▸ **Data for processing**:
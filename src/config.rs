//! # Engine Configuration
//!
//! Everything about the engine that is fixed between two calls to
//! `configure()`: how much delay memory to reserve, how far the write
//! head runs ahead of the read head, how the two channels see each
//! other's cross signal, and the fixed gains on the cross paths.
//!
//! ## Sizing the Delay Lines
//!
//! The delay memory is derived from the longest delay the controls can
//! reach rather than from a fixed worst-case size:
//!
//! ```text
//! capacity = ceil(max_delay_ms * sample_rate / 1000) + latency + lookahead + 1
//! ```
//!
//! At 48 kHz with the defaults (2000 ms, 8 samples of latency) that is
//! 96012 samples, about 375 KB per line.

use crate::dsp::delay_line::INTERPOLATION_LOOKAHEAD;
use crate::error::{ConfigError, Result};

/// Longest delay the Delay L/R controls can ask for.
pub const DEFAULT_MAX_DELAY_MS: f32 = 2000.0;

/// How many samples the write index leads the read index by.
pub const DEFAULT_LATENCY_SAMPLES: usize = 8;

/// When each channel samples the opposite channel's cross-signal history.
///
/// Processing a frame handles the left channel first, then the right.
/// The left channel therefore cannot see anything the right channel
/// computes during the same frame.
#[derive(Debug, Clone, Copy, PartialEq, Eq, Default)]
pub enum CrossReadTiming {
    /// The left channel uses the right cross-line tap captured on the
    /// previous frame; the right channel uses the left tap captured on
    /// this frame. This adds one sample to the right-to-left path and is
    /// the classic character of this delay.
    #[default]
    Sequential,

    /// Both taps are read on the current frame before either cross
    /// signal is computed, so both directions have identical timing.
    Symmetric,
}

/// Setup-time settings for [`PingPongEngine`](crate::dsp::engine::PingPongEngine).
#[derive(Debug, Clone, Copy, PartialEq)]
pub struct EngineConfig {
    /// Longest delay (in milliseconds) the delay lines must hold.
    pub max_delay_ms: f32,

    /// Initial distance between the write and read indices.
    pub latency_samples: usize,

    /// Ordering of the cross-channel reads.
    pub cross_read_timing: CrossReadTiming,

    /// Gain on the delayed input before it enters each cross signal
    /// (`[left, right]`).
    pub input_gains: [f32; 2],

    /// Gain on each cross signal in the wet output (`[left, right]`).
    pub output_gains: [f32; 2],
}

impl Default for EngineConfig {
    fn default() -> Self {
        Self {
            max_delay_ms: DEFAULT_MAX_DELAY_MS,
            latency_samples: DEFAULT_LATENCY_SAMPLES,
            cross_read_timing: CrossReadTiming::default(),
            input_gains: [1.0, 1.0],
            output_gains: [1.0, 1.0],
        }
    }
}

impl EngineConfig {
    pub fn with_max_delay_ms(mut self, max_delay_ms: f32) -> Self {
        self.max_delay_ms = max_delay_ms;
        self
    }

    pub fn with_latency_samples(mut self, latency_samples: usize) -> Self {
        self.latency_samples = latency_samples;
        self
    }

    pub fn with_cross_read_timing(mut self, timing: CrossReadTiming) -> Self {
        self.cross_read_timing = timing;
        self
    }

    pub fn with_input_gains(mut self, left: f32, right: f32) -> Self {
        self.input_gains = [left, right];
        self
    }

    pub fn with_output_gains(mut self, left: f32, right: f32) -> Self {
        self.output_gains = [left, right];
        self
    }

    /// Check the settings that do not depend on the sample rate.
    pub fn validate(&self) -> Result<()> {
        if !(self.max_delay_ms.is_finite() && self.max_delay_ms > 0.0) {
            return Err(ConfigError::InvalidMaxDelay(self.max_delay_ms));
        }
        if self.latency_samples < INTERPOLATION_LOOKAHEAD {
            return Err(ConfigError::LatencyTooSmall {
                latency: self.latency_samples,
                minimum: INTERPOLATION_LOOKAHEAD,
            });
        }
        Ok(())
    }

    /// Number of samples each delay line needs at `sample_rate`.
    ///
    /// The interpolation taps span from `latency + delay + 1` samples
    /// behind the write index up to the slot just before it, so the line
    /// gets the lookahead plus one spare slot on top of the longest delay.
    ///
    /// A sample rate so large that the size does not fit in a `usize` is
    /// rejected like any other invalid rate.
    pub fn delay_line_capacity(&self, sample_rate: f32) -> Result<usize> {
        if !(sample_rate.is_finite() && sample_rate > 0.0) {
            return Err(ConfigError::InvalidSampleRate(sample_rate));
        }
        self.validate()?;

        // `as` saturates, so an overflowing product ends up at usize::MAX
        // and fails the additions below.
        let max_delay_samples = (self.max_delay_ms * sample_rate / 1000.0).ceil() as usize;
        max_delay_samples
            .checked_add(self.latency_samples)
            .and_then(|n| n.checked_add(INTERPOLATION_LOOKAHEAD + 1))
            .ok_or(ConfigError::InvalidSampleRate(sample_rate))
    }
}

▸ **Task prompt**: Proceeding from the line containing "self.cross_read_timing = timing;" through the line containing "so the line", transcribe the lines above exactly, both end lines included.

▸ **Exercise answer**:
        self.cross_read_timing = timing;
        self
    }

    pub fn with_input_gains(mut self, left: f32, right: f32) -> Self {
        self.input_gains = [left, right];
        self
    }

    pub fn with_output_gains(mut self, left: f32, right: f32) -> Self {
        self.output_gains = [left, right];
        self
    }

    /// Check the settings that do not depend on the sample rate.
    pub fn validate(&self) -> Result<()> {
        if !(self.max_delay_ms.is_finite() && self.max_delay_ms > 0.0) {
            return Err(ConfigError::InvalidMaxDelay(self.max_delay_ms));
        }
        if self.latency_samples < INTERPOLATION_LOOKAHEAD {
            return Err(ConfigError::LatencyTooSmall {
                latency: self.latency_samples,
                minimum: INTERPOLATION_LOOKAHEAD,
            });
        }
        Ok(())
    }

    /// Number of samples each delay line needs at `sample_rate`.
    ///
    /// The interpolation taps span from `latency + delay + 1` samples
    /// behind the write index up to the slot just before it, so the line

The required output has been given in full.